CodelistGenerator options: examples with a with mock vocabulary

Mock vocabulary database

Let´s say we have a mock vocabulary database with these hypothetical concepts and relationships.

Search for exact keyword match

To find “Musculoskeletal disorder” we can search for that like so

codes <- getCandidateCodes(
  cdm = cdm,
  keywords = "Musculoskeletal disorder",
  domains = "Condition",
  includeDescendants = FALSE,
)

kable(codes)
concept_id concept_name domain_id concept_class_id vocabulary_id found_from
1 Musculoskeletal disorder condition clinical finding snomed From initial search

Note, we would also identify it based on a partial match

codes <- getCandidateCodes(
  cdm = cdm,
  keywords = "Musculoskeletal",
  domains = "Condition",
  includeDescendants = FALSE
)

kable(codes)
concept_id concept_name domain_id concept_class_id vocabulary_id found_from
1 Musculoskeletal disorder condition clinical finding snomed From initial search

Add descendants

To include descendants of an identified code, we can set includeDescendants to TRUE

kable(getCandidateCodes(
  cdm = cdm,
  keywords = "Musculoskeletal disorder",
  domains = "Condition",
  includeDescendants = TRUE
))
concept_id concept_name domain_id concept_class_id vocabulary_id found_from
1 Musculoskeletal disorder condition clinical finding snomed From initial search
2 Osteoarthrosis condition clinical finding snomed From descendants
3 Arthritis condition clinical finding snomed From descendants
4 Osteoarthritis of knee condition clinical finding snomed From descendants
5 Osteoarthritis of hip condition clinical finding snomed From descendants

Multiple search terms

We can also search for multiple keywords at the same time, and would have picked these all up with the following search

codes <- getCandidateCodes(
  cdm = cdm,
  keywords = c(
    "Musculoskeletal disorder",
    "arthritis",
    "arthrosis"
  ),
  domains = "Condition",
  includeDescendants = FALSE
)

kable(codes)
concept_id concept_name domain_id concept_class_id vocabulary_id found_from
1 Musculoskeletal disorder condition clinical finding snomed From initial search
3 Arthritis condition clinical finding snomed From initial search
4 Osteoarthritis of knee condition clinical finding snomed From initial search
5 Osteoarthritis of hip condition clinical finding snomed From initial search
2 Osteoarthrosis condition clinical finding snomed From initial search

Add ancestor

To include the ancestors one level above the identified concepts we can set includeAncestor to TRUE

codes <- getCandidateCodes(
  cdm = cdm,
  keywords = "Osteoarthritis of knee",
  includeAncestor = TRUE,
  domains = "Condition"
)

kable(codes)
concept_id concept_name domain_id concept_class_id vocabulary_id found_from
4 Osteoarthritis of knee condition clinical finding snomed From initial search
3 Arthritis condition clinical finding snomed From ancestor

Searches with multiple words

We can also find concepts with multiple words even if they are in a different order.
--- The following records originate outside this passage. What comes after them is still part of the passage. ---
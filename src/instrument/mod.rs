//! Uniform request/response access to the stand's instruments.
//!
//! Every physical device is reached through an [`InstrumentChannel`]. The
//! orchestrator, poller and shutdown sequencer only ever see this trait; the
//! wire idioms (SCPI-like lines, Modbus registers, DAQ lines) stay inside the
//! concrete channels.
//!
//! Channels are obtained only through their `open` constructors, which run the
//! liveness probe, so a channel value is always an opened session.

pub mod heater;
pub mod pump;
pub mod sensor;
pub mod supply;
pub mod worker;

use log::{error, info};
use std::sync::Arc;
use std::time::Duration;

use crate::config::{AppConfig, PumpConfig};
use crate::error::ControlError;
use crate::transport::{Daqmx, DaqmxError};

pub use heater::PidController;
pub use pump::{DaqPump, SyringePump};
pub use sensor::ResistivityMeter;
pub use supply::PowerSupply;
pub use worker::ChannelHandle;

/// Commands accepted by [`InstrumentChannel::write`].
#[derive(Debug, Clone, Copy, PartialEq)]
pub enum Command {
    /// Supply output voltage in V
    SetVoltage(f64),
    /// Supply current limit in mA
    SetCurrent(f64),
    /// Pump rate in mL/min
    SetFlowRate(f64),
    StartFlow,
    StopFlow,
    /// Heater setpoint in controller units
    SetSetpoint(f64),
}

/// Queries accepted by [`InstrumentChannel::read`].
#[derive(Debug, Clone, Copy, PartialEq, Eq)]
pub enum Query {
    /// Supply output voltage in V
    OutputVoltage,
    /// Supply output current in A
    OutputCurrent,
    /// Heater present value
    PresentValue,
    /// Raw sensor voltage
    SensorVolts,
}

/// One open session to one physical instrument.
pub trait InstrumentChannel: Send {
    fn name(&self) -> &str;

    /// Identity or status probe; fails if the device does not answer.
    fn probe(&mut self) -> Result<(), ControlError>;

    fn write(&mut self, command: Command) -> Result<(), ControlError>;

    fn read(&mut self, query: Query) -> Result<f64, ControlError>;
}

impl<T: InstrumentChannel + ?Sized> InstrumentChannel for Box<T> {
    fn name(&self) -> &str {
        (**self).name()
    }

    fn probe(&mut self) -> Result<(), ControlError> {
        (**self).probe()
    }

    fn write(&mut self, command: Command) -> Result<(), ControlError> {
        (**self).write(command)
    }

    fn read(&mut self, query: Query) -> Result<f64, ControlError> {
        (**self).read(query)
    }
}

pub(crate) fn unsupported_command(device: &str, command: Command) -> ControlError {
    ControlError::Protocol(format!("{device} does not accept {command:?}"))
}

pub(crate) fn unsupported_query(device: &str, query: Query) -> ControlError {
    ControlError::Protocol(format!("{device} cannot answer {query:?}"))
}

pub(crate) fn daq_error(device: &str, operation: &str, err: DaqmxError) -> ControlError {
    if err.is_timeout() {
        ControlError::timeout(device, operation)
    } else {
        ControlError::unavailable(device, format!("{operation}: {err}"))
    }
}

/// Which device failed to come up at boot.
#[derive(Debug, Clone, Copy, PartialEq, Eq)]
pub enum DeviceRole {
    Supply,
    Pump,
    PrimaryHeater,
    SecondaryHeater,
    Sensor,
}

impl DeviceRole {
    /// Process exit status reported when this device is missing at boot.
    pub fn exit_code(self) -> u8 {
        match self {
            DeviceRole::Supply => 3,
            DeviceRole::Pump => 4,
            DeviceRole::PrimaryHeater => 5,
            DeviceRole::SecondaryHeater => 6,
            DeviceRole::Sensor => 7,
        }
    }

    pub fn diagnostic(self) -> &'static str {
        match self {
            DeviceRole::Supply => "Power supply not connected",
            DeviceRole::Pump => "Pump not connected",
            DeviceRole::PrimaryHeater => "Heat controller disconnected or on incorrect port",
            DeviceRole::SecondaryHeater => "Cell heat controller disconnected or on incorrect port",
            DeviceRole::Sensor => "Resistivity meter input not available",
        }
    }
}

#[derive(Debug)]
pub struct BootFailure {
    pub role: DeviceRole,
    pub error: ControlError,
}

impl std::fmt::Display for BootFailure {
    fn fmt(&self, f: &mut std::fmt::Formatter<'_>) -> std::fmt::Result {
        write!(f, "{}: {}", self.role.diagnostic(), self.error)
    }
}

impl std::error::Error for BootFailure {}

/// Every channel the controller drives, owned by the control loop.
pub struct Instruments {
    pub supply: Box<dyn InstrumentChannel>,
    pub pump: Box<dyn InstrumentChannel>,
    pub heater: Box<dyn InstrumentChannel>,
    pub secondary_heater: Option<Box<dyn InstrumentChannel>>,
    pub sensor: Box<dyn InstrumentChannel>,
}

impl Instruments {
    /// Open and probe every configured device. Any failure aborts startup.
    pub fn open_all(config: &AppConfig) -> Result<Self, BootFailure> {
        let timeout = config.timing.device_timeout();

        let supply = PowerSupply::open(&config.supply).map_err(boot_failure(DeviceRole::Supply))?;
        info!("Power supply connected");

        let heater =
            PidController::open("heater", &config.heater.primary).map_err(boot_failure(DeviceRole::PrimaryHeater))?;
        info!("Heat control connected");

        let secondary_heater = match &config.heater.secondary {
            Some(secondary) => {
                let channel = PidController::open("cell heater", &secondary.controller)
                    .map_err(boot_failure(DeviceRole::SecondaryHeater))?;
                info!("Cell heat control connected");
                Some(Box::new(channel) as Box<dyn InstrumentChannel>)
            }
            None => None,
        };

        // The resistivity meter always sits on the DAQ
        let daqmx = load_daqmx(config).map_err(boot_failure(DeviceRole::Sensor))?;

        let pump: Box<dyn InstrumentChannel> = match &config.pump {
            PumpConfig::Daq {
                start_line,
                rate_line,
                max_volts,
                start_active_low,
            } => Box::new(
                DaqPump::open(
                    &daqmx,
                    start_line,
                    rate_line,
                    *max_volts,
                    *start_active_low,
                    timeout,
                )
                .map_err(boot_failure(DeviceRole::Pump))?,
            ),
            PumpConfig::Serial {
                port,
                baud_rate,
                diameter_mm,
                direction,
            } => Box::new(
                SyringePump::open(port, *baud_rate, *diameter_mm, *direction, timeout)
                    .map_err(boot_failure(DeviceRole::Pump))?,
            ),
        };
        info!("Pump connected");

        let sensor = ResistivityMeter::open(&daqmx, &config.sensor, timeout)
            .map_err(boot_failure(DeviceRole::Sensor))?;
        info!("Resistivity meter connected");

        Ok(Self {
            supply: Box::new(supply),
            pump,
            heater: Box::new(heater),
            secondary_heater,
            sensor: Box::new(sensor),
        })
    }

    /// Move every channel onto its own worker thread.
    pub fn into_workers(self, timeout: Duration) -> Self {
        let wrap = |channel: Box<dyn InstrumentChannel>| -> Box<dyn InstrumentChannel> {
            Box::new(ChannelHandle::spawn(channel, timeout))
        };
        Self {
            supply: wrap(self.supply),
            pump: wrap(self.pump),
            heater: wrap(self.heater),
            secondary_heater: self.secondary_heater.map(&wrap),
            sensor: wrap(self.sensor),
        }
    }
}

fn boot_failure(role: DeviceRole) -> impl Fn(ControlError) -> BootFailure {
    move |error| BootFailure { role, error }
}

fn load_daqmx(config: &AppConfig) -> Result<Arc<Daqmx>, ControlError> {
    Daqmx::load(config.daq.library_path.as_deref()).map_err(|e| {
        error!("{e}");
        ControlError::unavailable("NI-DAQmx", e.to_string())
    })
}

#[cfg(test)]
pub(crate) mod tests {
    use super::*;
    use crate::error::ErrorKind;
    use parking_lot::Mutex;
    use std::collections::VecDeque;

    /// Shared record of what a mock channel was asked to do.
    #[derive(Default)]
    pub(crate) struct MockLog {
        pub writes: Vec<Command>,
        pub reads: Vec<Query>,
        pub fail_writes: Vec<Command>,
        pub fail_all_writes: Option<ErrorKind>,
        pub read_values: VecDeque<Result<f64, ErrorKind>>,
        pub read_default: Option<f64>,
    }

    /// Scriptable channel; the test keeps a handle on its log.
    pub(crate) struct MockChannel {
        pub name: String,
        pub log: Arc<Mutex<MockLog>>,
    }

    impl MockChannel {
        pub fn new(name: &str) -> (Self, Arc<Mutex<MockLog>>) {
            let log = Arc::new(Mutex::new(MockLog::default()));
            (
                Self {
                    name: name.to_string(),
                    log: Arc::clone(&log),
                },
                log,
            )
        }
    }

    fn error_of(kind: ErrorKind, device: &str) -> ControlError {
        match kind {
            ErrorKind::DeviceTimeout => ControlError::timeout(device, "mock"),
            _ => ControlError::unavailable(device, "mock failure"),
        }
    }

    impl InstrumentChannel for MockChannel {
        fn name(&self) -> &str {
            &self.name
        }

        fn probe(&mut self) -> Result<(), ControlError> {
            Ok(())
        }

        fn write(&mut self, command: Command) -> Result<(), ControlError> {
            let mut log = self.log.lock();
            log.writes.push(command);
            if let Some(kind) = log.fail_all_writes {
                return Err(error_of(kind, &self.name));
            }
            if log.fail_writes.contains(&command) {
                return Err(error_of(ErrorKind::DeviceUnavailable, &self.name));
            }
            Ok(())
        }

        fn read(&mut self, query: Query) -> Result<f64, ControlError> {
            let mut log = self.log.lock();
            log.reads.push(query);
            match log.read_values.pop_front() {
                Some(Ok(value)) => Ok(value),
                Some(Err(kind)) => Err(error_of(kind, &self.name)),
                None => log
                    .read_default
                    .ok_or_else(|| error_of(ErrorKind::DeviceTimeout, &self.name)),
            }
        }
    }

    pub(crate) struct MockStand {
        pub supply: Arc<Mutex<MockLog>>,
        pub pump: Arc<Mutex<MockLog>>,
        pub heater: Arc<Mutex<MockLog>>,
        pub secondary: Arc<Mutex<MockLog>>,
        pub sensor: Arc<Mutex<MockLog>>,
    }

    pub(crate) fn mock_instruments() -> (Instruments, MockStand) {
        let (supply, supply_log) = MockChannel::new("supply");
        let (pump, pump_log) = MockChannel::new("pump");
        let (heater, heater_log) = MockChannel::new("heater");
        let (secondary, secondary_log) = MockChannel::new("cell heater");
        let (sensor, sensor_log) = MockChannel::new("sensor");
        (
            Instruments {
                supply: Box::new(supply),
                pump: Box::new(pump),
                heater: Box::new(heater),
                secondary_heater: Some(Box::new(secondary)),
                sensor: Box::new(sensor),
            },
            MockStand {
                supply: supply_log,
                pump: pump_log,
                heater: heater_log,
                secondary: secondary_log,
                sensor: sensor_log,
            },
        )
    }

    #[test]
    fn exit_codes_are_distinct() {
        let roles = [
            DeviceRole::Supply,
            DeviceRole::Pump,
            DeviceRole::PrimaryHeater,
            DeviceRole::SecondaryHeater,
            DeviceRole::Sensor,
        ];
        let mut codes: Vec<u8> = roles.iter().map(|r| r.exit_code()).collect();
        codes.sort();
        codes.dedup();
        assert_eq!(codes.len(), roles.len());
        assert!(codes.iter().all(|c| *c != 0));
    }

    #[test]
    fn missing_supply_aborts_boot_with_its_exit_code() {
        let mut config = AppConfig::default();
        config.supply.port = "/dev/electro-control-no-such-port".to_string();

        let failure = match Instruments::open_all(&config) {
            Ok(_) => panic!("boot succeeded without a supply"),
            Err(failure) => failure,
        };
        assert_eq!(failure.role, DeviceRole::Supply);
        assert_eq!(failure.error.kind(), ErrorKind::DeviceUnavailable);
        assert_eq!(failure.role.exit_code(), 3);
    }

    #[test]
    fn boxed_channels_forward_calls() {
        let (channel, log) = MockChannel::new("boxed");
        let mut boxed: Box<dyn InstrumentChannel> = Box::new(channel);
        boxed.write(Command::StartFlow).unwrap();
        assert_eq!(log.lock().writes, vec![Command::StartFlow]);
        assert_eq!(boxed.name(), "boxed");
    }
}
For example, a search for “Knee osteoarthritis” will pick up “Osteoarthritis of knee”.

codes <- getCandidateCodes(
  cdm = cdm,
  keywords = "Knee osteoarthritis",
  domains = "Condition",
  includeDescendants = TRUE
)

kable(codes)
concept_id concept_name domain_id concept_class_id vocabulary_id found_from
4 Osteoarthritis of knee condition clinical finding snomed From initial search

With exclusions

We can also exclude specific terms

codes <- getCandidateCodes(
  cdm = cdm,
  keywords = "arthritis",
  exclude = "Hip osteoarthritis",
  domains = "Condition"
)

kable(codes)
concept_id concept_name domain_id concept_class_id vocabulary_id found_from
3 Arthritis condition clinical finding snomed From initial search
4 Osteoarthritis of knee condition clinical finding snomed From initial search

Search using synonyms

We can also pick up codes based on their synonyms. In this case “Arthritis” has a synonym of “Osteoarthrosis” and so a search of both the primary name of a concept and any of its associated synonyms would pick up this synonym and it would be included.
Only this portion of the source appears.